╔══
use modules::{
    compose::{generated::GeneratedComposer, Composer, ManualComposer, MessageTemplate},
    engine::{ensure_sendable, run_send_pass},
    error::{code::ErrorCode, MailBlastResult},
    logger,
    recipients::load_recipients,
    report,
    settings::cli::SETTINGS,
    smtp::{client::Sender, manager::SmtpSessionManager, message::Attachment},
};
use std::time::Duration;
use tracing::{debug, error, info};

mod modules;

static LOGO: &str = r#"
  __  __       _ _ ____  _           _
 |  \/  | __ _(_) | __ )| | __ _ ___| |_
 | |\/| |/ _` | | |  _ \| |/ _` / __| __|
 | |  | | (_| | | | |_) | | (_| \__ \ |_
 |_|  |_|\__,_|_|_|____/|_|\__,_|___/\__|

"#;

#[tokio::main]
async fn main() -> MailBlastResult<()> {
    logger::initialize_logging();
    info!("{}", LOGO);
    info!("Starting mailblast");
    info!("Version:  {}", mailblast_version!());

    if let Err(error) = run().await {
        eprintln!("{:?}", error);
        return Err(error);
    }
    Ok(())
}

async fn run() -> MailBlastResult<()> {
    initialize_tls()?;

    let rows = load_recipients(&SETTINGS.mailblast_recipient_file)?;
    info!(
        "Loaded {} recipients from '{}'",
        rows.len(),
        SETTINGS.mailblast_recipient_file.display()
    );

    let template = compose_template().await?;
    // Refuse an unusable template before the transport session is opened.
    ensure_sendable(&template)?;

    let attachment = match &SETTINGS.mailblast_attachment {
        Some(path) => {
            let attachment = Attachment::load(path)?;
            info!(
                "Attaching '{}' ({} bytes) to every message",
                attachment.file_name,
                attachment.content.len()
            );
            Some(attachment)
        }
        None => None,
    };

    let manager = SmtpSessionManager::new(SETTINGS.mailblast_relay);
    let timeout = Duration::from_secs(SETTINGS.mailblast_smtp_timeout_seconds);
    let mut session = manager
        .connect(
            &SETTINGS.mailblast_sender_email,
            &SETTINGS.mailblast_smtp_password,
            timeout,
        )
        .await?;

    let send_report = run_send_pass(
        &rows,
        &template,
        attachment.as_ref(),
        &SETTINGS.mailblast_sender_email,
        &mut session,
    )
    .await?;

    if let Err(quit_error) = session.quit().await {
        debug!("Ignoring QUIT failure after the pass: {}", quit_error);
    }

    report::log_summary(&send_report);
    let (success_path, failed_path) =
        report::write_report_files(&send_report, &SETTINGS.mailblast_output_dir)?;
    info!(
        "Result files written: '{}', '{}'",
        success_path.display(),
        failed_path.display()
    );
    Ok(())
}

/// Picks the composer from settings and recovers a failed generation by
/// falling back to an empty body, which the engine then refuses with a
/// configuration error instead of crashing the run.
async fn compose_template() -> MailBlastResult<MessageTemplate> {
    let subject = SETTINGS.mailblast_subject.clone();

    let result = if let Some(prompt) = &SETTINGS.mailblast_prompt {
        match SETTINGS.mailblast_openai_api_key.clone() {
            Some(api_key) => {
                info!("Generating message body from prompt");
                GeneratedComposer::new(
                    subject,
                    prompt.clone(),
                    SETTINGS.mailblast_openai_model.clone(),
                    SETTINGS.mailblast_openai_base_url.clone(),
                    api_key,
                )
                .compose()
                .await
            }
            None => Err(raise_error!(
                "OpenAI API key not set".into(),
                ErrorCode::GenerationFailed
            )),
        }
    } else {
        ManualComposer::new(
            subject,
            SETTINGS.mailblast_body.clone().unwrap_or_default(),
        )
        .compose()
        .await
    };

    match result {
        Err(generation_error) if generation_error.code() == ErrorCode::GenerationFailed => {
            error!(
                "Text generation failed, leaving the body empty: {}",
                generation_error
            );
            Ok(MessageTemplate {
                subject: SETTINGS.mailblast_subject.clone(),
                body: String::new(),
            })
        }
        other => other,
    }
}

fn initialize_tls() -> MailBlastResult<()> {
    rustls::crypto::CryptoProvider::install_default(rustls::crypto::ring::default_provider())
        .map_err(|_| {
            raise_error!(
                "failed to set crypto provider".into(),
                ErrorCode::InternalError
            )
        })
}
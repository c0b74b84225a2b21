// Copyright © 2025 mailblast.io
// Licensed under MailBlast License Agreement v1.0
// Unauthorized copying, modification, or distribution is prohibited.

use crate::modules::error::code::ErrorCode;
use crate::modules::error::{MailBlastError, MailBlastResult};
use crate::modules::smtp::client::MailBlastSmtpClient;
use crate::modules::smtp::relay::{Encryption, RelayPreset};
use crate::raise_error;
use mail_send::{Credentials, SmtpClientBuilder};
use std::time::Duration;

pub struct SmtpSessionManager {
    relay: RelayPreset,
}

impl SmtpSessionManager {
    pub fn new(relay: RelayPreset) -> Self {
        Self { relay }
    }

    /// Opens one authenticated session against the preset's relay. Login
    /// happens during connect, so a rejected credential surfaces here and
    /// never reaches the send loop.
    pub async fn connect(
        &self,
        username: &str,
        password: &str,
        timeout: Duration,
    ) -> MailBlastResult<MailBlastSmtpClient> {
        let server = self.relay.server();
        let credentials = Credentials::new(username.to_string(), password.to_string());

        let builder = SmtpClientBuilder::new(server.host.to_string(), server.port)
            .credentials(credentials)
            .timeout(timeout);

        let client = match server.encryption {
            Encryption::Ssl => {
                let client = builder
                    .implicit_tls(true)
                    .connect()
                    .await
                    .map_err(map_connect_error)?;
                MailBlastSmtpClient::Tls(client)
            }
            Encryption::StartTls => {
                let client = builder
                    .implicit_tls(false)
                    .connect()
                    .await
                    .map_err(map_connect_error)?;
                MailBlastSmtpClient::Tls(client)
            }
            Encryption::None => {
                let client = builder
                    .connect_plain()
                    .await
                    .map_err(map_connect_error)?;
                MailBlastSmtpClient::Plain(client)
            }
        };

        Ok(client)
    }
}

fn map_connect_error(error: mail_send::Error) -> MailBlastError {
    match &error {
        mail_send::Error::AuthenticationFailed(_) => raise_error!(
            format!("SMTP login failed: {:#}", error),
            ErrorCode::SmtpAuthenticationFailed
        ),
        _ => raise_error!(format!("{:#}", error), ErrorCode::SmtpConnectionFailed),
    }
}
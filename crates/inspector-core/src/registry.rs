//! Gem registry metadata client.
//!
//! Metadata lookups never fail hard on an HTTP status: a 404 becomes
//! [`Metadata::NotFound`] and any other non-success status
//! [`Metadata::Unavailable`]. Only transport failures and timeouts surface
//! as [`InspectError::UpstreamUnavailable`].

use percent_encoding::AsciiSet;
use percent_encoding::NON_ALPHANUMERIC;
use percent_encoding::utf8_percent_encode;
use reqwest::StatusCode;
use serde::Deserialize;
use serde::Serialize;
use tracing::debug;
use tracing::warn;

use crate::InspectError;
use crate::Result;
use crate::config::InspectorConfig;
use crate::config::RegistryConfig;
use crate::distribution::DEFAULT_PLATFORM;
use crate::distribution::DistributionId;
use crate::fetch::build_client;
use crate::fetch::upstream_error;
use crate::version::sort_newest_first;

/// Characters left as-is in one URL path segment.
const SEGMENT: &AsciiSet = &NON_ALPHANUMERIC
    .remove(b'-')
    .remove(b'.')
    .remove(b'_')
    .remove(b'~');

/// Result of a metadata lookup.
#[derive(Debug, Clone, PartialEq, Eq)]
pub enum Metadata<T> {
    /// The registry answered with the data.
    Available(T),
    /// The registry does not know the project or release.
    NotFound,
    /// The registry answered with another error status.
    Unavailable(u16),
}

impl<T> Metadata<T> {
    /// Returns the data, if available.
    pub fn available(self) -> Option<T> {
        match self {
            Self::Available(data) => Some(data),
            Self::NotFound | Self::Unavailable(_) => None,
        }
    }
}

/// One published build of a version, as listed by the versions endpoint.
#[derive(Debug, Clone, PartialEq, Eq, Serialize, Deserialize)]
pub struct Release {
    /// Version string.
    pub number: String,
    /// Build platform.
    #[serde(default = "default_platform")]
    pub platform: String,
    /// Whether the registry marks the version as a prerelease.
    #[serde(default)]
    pub prerelease: bool,
    /// Publication timestamp.
    #[serde(default, skip_serializing_if = "Option::is_none")]
    pub created_at: Option<String>,
    /// SHA-256 of the distribution file.
    #[serde(default, skip_serializing_if = "Option::is_none")]
    pub sha: Option<String>,
}

fn default_platform() -> String {
    DEFAULT_PLATFORM.to_string()
}

/// All builds of one version.
#[derive(Debug, Clone, PartialEq, Eq, Serialize)]
pub struct ReleaseGroup {
    /// Version string.
    pub version: String,
    /// Platforms published for the version, in registry order.
    pub platforms: Vec<String>,
}

/// Groups releases by version number, newest version first.
///
/// # Examples
///
/// ```
/// use inspector_core::registry::Release;
/// use inspector_core::registry::group_releases;
///
/// let release = |number: &str, platform: &str| Release {
///     number: number.to_string(),
///     platform: platform.to_string(),
///     prerelease: false,
///     created_at: None,
///     sha: None,
/// };
/// let groups = group_releases(&[
///     release("1.0", "ruby"),
///     release("2.0", "ruby"),
///     release("2.0", "java"),
/// ]);
/// assert_eq!(groups[0].version, "2.0");
/// assert_eq!(groups[0].platforms, ["ruby", "java"]);
/// ```
#[must_use]
pub fn group_releases(releases: &[Release]) -> Vec<ReleaseGroup> {
    let mut groups: Vec<ReleaseGroup> = Vec::new();
    for release in releases {
        match groups.iter_mut().find(|group| group.version == release.number) {
            Some(group) => group.platforms.push(release.platform.clone()),
            None => groups.push(ReleaseGroup {
                version: release.number.clone(),
                platforms: vec![release.platform.clone()],
            }),
        }
    }
    sort_newest_first(&mut groups, |group| &group.version);
    groups
}

/// Platforms published for `version`.
#[must_use]
pub fn platforms_for(releases: &[Release], version: &str) -> Vec<String> {
    releases
        .iter()
        .filter(|release| release.number == version)
        .map(|release| release.platform.clone())
        .collect()
}

/// Canonical form of a project name: lower-cased, with every run of `-`,
/// `_` and `.` collapsed into a single `-`.
///
/// # Examples
///
/// ```
/// use inspector_core::registry::canonical_name;
///
/// assert_eq!(canonical_name("Foo__Bar.baz"), "foo-bar-baz");
/// ```
#[must_use]
pub fn canonical_name(name: &str) -> String {
    let mut canonical = String::with_capacity(name.len());
    let mut in_separator = false;
    for c in name.chars() {
        if matches!(c, '-' | '_' | '.') {
            if !in_separator {
                canonical.push('-');
            }
            in_separator = true;
        } else {
            canonical.extend(c.to_lowercase());
            in_separator = false;
        }
    }
    canonical
}

/// Client for the registry's JSON API.
#[derive(Debug, Clone)]
pub struct RegistryClient {
    client: reqwest::Client,
    config: RegistryConfig,
}

impl RegistryClient {
    /// Creates a client with its own HTTP connection pool.
    ///
    /// # Errors
    ///
    /// Returns [`InspectError::UpstreamUnavailable`] if the HTTP client
    /// cannot be initialized.
    pub fn new(config: &InspectorConfig) -> Result<Self> {
        Ok(Self::with_client(
            build_client(&config.fetch)?,
            config.registry.clone(),
        ))
    }

    /// Creates a client sharing an existing HTTP client.
    #[must_use]
    pub const fn with_client(client: reqwest::Client, config: RegistryConfig) -> Self {
        Self { client, config }
    }

    /// Lists every published build of `project`.
    ///
    /// # Errors
    ///
    /// Returns [`InspectError::UpstreamUnavailable`] on transport failure or
    /// a malformed response body.
    pub async fn versions(&self, project: &str) -> Result<Metadata<Vec<Release>>> {
        let url = format!(
            "{}/api/v1/versions/{}.json",
            self.api_base(),
            segment(project)
        );
        let response = match self.get(&url).await? {
            Metadata::Available(response) => response,
            Metadata::NotFound => return Ok(Metadata::NotFound),
            Metadata::Unavailable(status) => return Ok(Metadata::Unavailable(status)),
        };

        let releases = response
            .json::<Vec<Release>>()
            .await
            .map_err(|e| InspectError::UpstreamUnavailable {
                status: None,
                reason: format!("malformed versions response from {url}: {e}"),
            })?;
        debug!(project, releases = releases.len(), "fetched release list");
        Ok(Metadata::Available(releases))
    }

    /// Returns `false` only if the registry reports the project as gone.
    ///
    /// # Errors
    ///
    /// Returns [`InspectError::UpstreamUnavailable`] on transport failure.
    pub async fn project_exists(&self, project: &str) -> Result<bool> {
        let url = format!("{}/api/v1/gems/{}.json", self.api_base(), segment(project));
        Ok(!matches!(self.get(&url).await?, Metadata::NotFound))
    }

    /// Returns `false` only if the registry reports the release as gone,
    /// e.g. after a yank.
    ///
    /// # Errors
    ///
    /// Returns [`InspectError::UpstreamUnavailable`] on transport failure.
    pub async fn release_exists(&self, id: &DistributionId) -> Result<bool> {
        let url = format!(
            "{}/api/v2/rubygems/{}/versions/{}.json",
            self.api_base(),
            segment(&id.project),
            segment(&id.release_name())
        );
        Ok(!matches!(self.get(&url).await?, Metadata::NotFound))
    }

    /// Public web page of a project.
    #[must_use]
    pub fn project_page(&self, project: &str) -> String {
        format!("{}/gems/{}", self.api_base(), segment(project))
    }

    /// Download URL of a distribution file.
    #[must_use]
    pub fn download_url(&self, id: &DistributionId) -> String {
        id.download_url(&self.config.download_base)
    }

    fn api_base(&self) -> &str {
        self.config.api_base.trim_end_matches('/')
    }

    async fn get(&self, url: &str) -> Result<Metadata<reqwest::Response>> {
        let response = self.client.get(url).send().await.map_err(upstream_error)?;
        match response.status() {
            status if status.is_success() => Ok(Metadata::Available(response)),
            StatusCode::NOT_FOUND => Ok(Metadata::NotFound),
            status => {
                warn!(url, status = status.as_u16(), "registry metadata unavailable");
                Ok(Metadata::Unavailable(status.as_u16()))
            }
        }
    }
}

fn segment(value: &str) -> String {
    utf8_percent_encode(value, SEGMENT).to_string()
}
//! Opened distribution archives.
//!
//! [`Distribution`] is the tagged union over the supported container formats.
//! The variant is picked once, from the file name, when the archive is
//! opened; afterwards every consumer goes through [`ArchiveSource`].

use std::path::Path;
use std::sync::Arc;

use tracing::debug;

use crate::Result;
use crate::formats::ArchiveKind;
use crate::formats::ArchiveSource;
use crate::formats::NestedTarArchive;
use crate::formats::TarGzArchive;
use crate::formats::ZipArchive;

/// A parsed, read-only distribution archive.
#[derive(Debug, Clone)]
pub enum Distribution {
    /// Wheel, egg or plain zip.
    Zip(ZipArchive),
    /// Gzip-compressed tarball.
    TarGz(TarGzArchive),
    /// Tar with nested `.tar.gz` payload (gem).
    NestedTar(NestedTarArchive),
}

impl Distribution {
    /// Parses `bytes` as the given container format.
    ///
    /// # Errors
    ///
    /// Returns [`InspectError::BadFile`](crate::InspectError::BadFile) if the
    /// bytes are not a valid archive of that kind.
    pub fn open(kind: ArchiveKind, bytes: impl Into<Arc<[u8]>>) -> Result<Self> {
        let bytes: Arc<[u8]> = bytes.into();
        debug!(format = %kind, bytes = bytes.len(), "opening archive");
        Ok(match kind {
            ArchiveKind::Zip => Self::Zip(ZipArchive::new(bytes)?),
            ArchiveKind::TarGz => Self::TarGz(TarGzArchive::new(bytes)?),
            ArchiveKind::NestedTar => Self::NestedTar(NestedTarArchive::new(bytes)?),
        })
    }

    /// Classifies `filename` and parses `bytes` accordingly.
    ///
    /// Returns `Ok(None)` when the file name maps to no supported format.
    ///
    /// # Errors
    ///
    /// Returns [`InspectError::BadFile`](crate::InspectError::BadFile) if the
    /// bytes do not parse as the detected format.
    ///
    /// # Examples
    ///
    /// ```
    /// use inspector_core::Distribution;
    ///
    /// let opened = Distribution::open_named("notes.rar", b"Rar!".to_vec()).unwrap();
    /// assert!(opened.is_none());
    /// ```
    pub fn open_named(filename: &str, bytes: impl Into<Arc<[u8]>>) -> Result<Option<Self>> {
        match ArchiveKind::from_filename(filename) {
            Some(kind) => Self::open(kind, bytes).map(Some),
            None => {
                debug!(filename, "unsupported distribution format");
                Ok(None)
            }
        }
    }

    /// Reads and opens a local archive file.
    ///
    /// # Errors
    ///
    /// Returns [`InspectError::Io`](crate::InspectError::Io) if the file
    /// cannot be read, or `BadFile` if it does not parse.
    pub fn open_file<P: AsRef<Path>>(path: P) -> Result<Option<Self>> {
        let path = path.as_ref();
        let filename = path
            .file_name()
            .map(|name| name.to_string_lossy().into_owned())
            .unwrap_or_default();
        if ArchiveKind::from_filename(&filename).is_none() {
            return Ok(None);
        }
        let bytes = std::fs::read(path)?;
        Self::open_named(&filename, bytes)
    }

    /// Returns the container format of this archive.
    #[must_use]
    pub const fn kind(&self) -> ArchiveKind {
        match self {
            Self::Zip(_) => ArchiveKind::Zip,
            Self::TarGz(_) => ArchiveKind::TarGz,
            Self::NestedTar(_) => ArchiveKind::NestedTar,
        }
    }

    fn source(&self) -> &dyn ArchiveSource {
        match self {
            Self::Zip(archive) => archive,
            Self::TarGz(archive) => archive,
            Self::NestedTar(archive) => archive,
        }
    }
}

impl ArchiveSource for Distribution {
    fn list(&self) -> &[String] {
        self.source().list()
    }

    fn read(&self, path: &str) -> Result<Vec<u8>> {
        self.source().read(path)
    }

    fn format_name(&self) -> &str {
        self.kind().name()
    }

    fn size(&self) -> u64 {
        self.source().size()
    }
}
//! Downloading and opening remote distributions.

use std::future::Future;

use tracing::info;
use tracing::warn;

use crate::InspectError;
use crate::Result;
use crate::archive::Distribution;
use crate::config::FetchConfig;
use crate::formats::ArchiveKind;

/// Source of distribution bytes.
///
/// [`HttpFetcher`] is the production implementation; tests substitute an
/// in-memory one.
pub trait Fetch: Send + Sync {
    /// Downloads the full body behind `url`.
    ///
    /// # Errors
    ///
    /// Returns [`InspectError::UpstreamUnavailable`] on transport failure,
    /// timeout or a non-success HTTP status.
    fn fetch(&self, url: &str) -> impl Future<Output = Result<Vec<u8>>> + Send;
}

/// HTTP fetcher backed by a shared `reqwest` client.
#[derive(Debug, Clone)]
pub struct HttpFetcher {
    client: reqwest::Client,
    max_download_size: u64,
}

impl HttpFetcher {
    /// Creates a fetcher from the given settings.
    ///
    /// # Errors
    ///
    /// Returns [`InspectError::UpstreamUnavailable`] if the HTTP client
    /// cannot be initialized.
    pub fn new(config: &FetchConfig) -> Result<Self> {
        Ok(Self {
            client: build_client(config)?,
            max_download_size: config.max_download_size,
        })
    }

    /// Returns the underlying HTTP client.
    #[must_use]
    pub const fn client(&self) -> &reqwest::Client {
        &self.client
    }
}

impl Fetch for HttpFetcher {
    async fn fetch(&self, url: &str) -> Result<Vec<u8>> {
        info!(url, "downloading distribution");
        let mut response = self.client.get(url).send().await.map_err(upstream_error)?;

        let status = response.status();
        if !status.is_success() {
            warn!(url, status = status.as_u16(), "upstream returned an error status");
            return Err(InspectError::UpstreamUnavailable {
                status: Some(status.as_u16()),
                reason: format!("GET {url} returned {status}"),
            });
        }

        if let Some(len) = response.content_length()
            && len > self.max_download_size
        {
            return Err(too_large(url, len, self.max_download_size));
        }

        let capacity = usize::try_from(
            response
                .content_length()
                .unwrap_or(0)
                .min(self.max_download_size),
        )
        .unwrap_or(0);
        let mut bytes = Vec::with_capacity(capacity);
        while let Some(chunk) = response.chunk().await.map_err(upstream_error)? {
            bytes.extend_from_slice(&chunk);
            let current = bytes.len() as u64;
            if current > self.max_download_size {
                return Err(too_large(url, current, self.max_download_size));
            }
        }

        info!(url, bytes = bytes.len(), "download complete");
        Ok(bytes)
    }
}

/// Builds the HTTP client shared by downloads and metadata lookups.
///
/// # Errors
///
/// Returns [`InspectError::UpstreamUnavailable`] if TLS initialization fails.
pub fn build_client(config: &FetchConfig) -> Result<reqwest::Client> {
    let mut builder = reqwest::Client::builder()
        .user_agent(config.user_agent.as_str())
        .redirect(reqwest::redirect::Policy::limited(10))
        .timeout(config.timeout);
    if !config.system_proxy {
        builder = builder.no_proxy();
    }

    builder
        .build()
        .map_err(|e| InspectError::UpstreamUnavailable {
            status: None,
            reason: format!("failed to create HTTP client: {e}"),
        })
}

/// Maps a transport-level `reqwest` failure onto the error taxonomy.
pub(crate) fn upstream_error(err: reqwest::Error) -> InspectError {
    let reason = if err.is_timeout() {
        format!("request timed out: {err}")
    } else {
        format!("request failed: {err}")
    };
    warn!(error = %err, "upstream request failed");
    InspectError::UpstreamUnavailable {
        status: err.status().map(|s| s.as_u16()),
        reason,
    }
}

fn too_large(url: &str, size: u64, limit: u64) -> InspectError {
    InspectError::BadFile(format!(
        "distribution at {url} is {size} bytes, above the {limit} byte limit"
    ))
}

/// Downloads a distribution and opens it as an archive.
///
/// The format is classified from `filename` before anything is downloaded;
/// an unsupported name yields `Ok(None)` without network access. Parsing
/// runs on the blocking thread pool.
///
/// # Errors
///
/// Returns [`InspectError::UpstreamUnavailable`] if the download fails, or
/// [`InspectError::BadFile`] if the bytes do not parse as the detected format.
pub async fn fetch_and_open<F: Fetch>(
    fetcher: &F,
    url: &str,
    filename: &str,
) -> Result<Option<Distribution>> {
    let Some(kind) = ArchiveKind::from_filename(filename) else {
        return Ok(None);
    };

    let bytes = fetcher.fetch(url).await?;
    let distribution = tokio::task::spawn_blocking(move || Distribution::open(kind, bytes))
        .await
        .map_err(|e| InspectError::BadFile(format!("archive parsing aborted: {e}")))??;
    Ok(Some(distribution))
}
╚══
Produce an exact repeat of the lines from the one containing "network access. Parsing" through the last line of the data, and nothing more.

= Response to the task =
/// an unsupported name yields `Ok(None)` without network access. Parsing
/// runs on the blocking thread pool.
///
/// # Errors
///
/// Returns [`InspectError::UpstreamUnavailable`] if the download fails, or
/// [`InspectError::BadFile`] if the bytes do not parse as the detected format.
pub async fn fetch_and_open<F: Fetch>(
    fetcher: &F,
    url: &str,
    filename: &str,
) -> Result<Option<Distribution>> {
    let Some(kind) = ArchiveKind::from_filename(filename) else {
        return Ok(None);
    };

    let bytes = fetcher.fetch(url).await?;
    let distribution = tokio::task::spawn_blocking(move || Distribution::open(kind, bytes))
        .await
        .map_err(|e| InspectError::BadFile(format!("archive parsing aborted: {e}")))??;
    Ok(Some(distribution))
}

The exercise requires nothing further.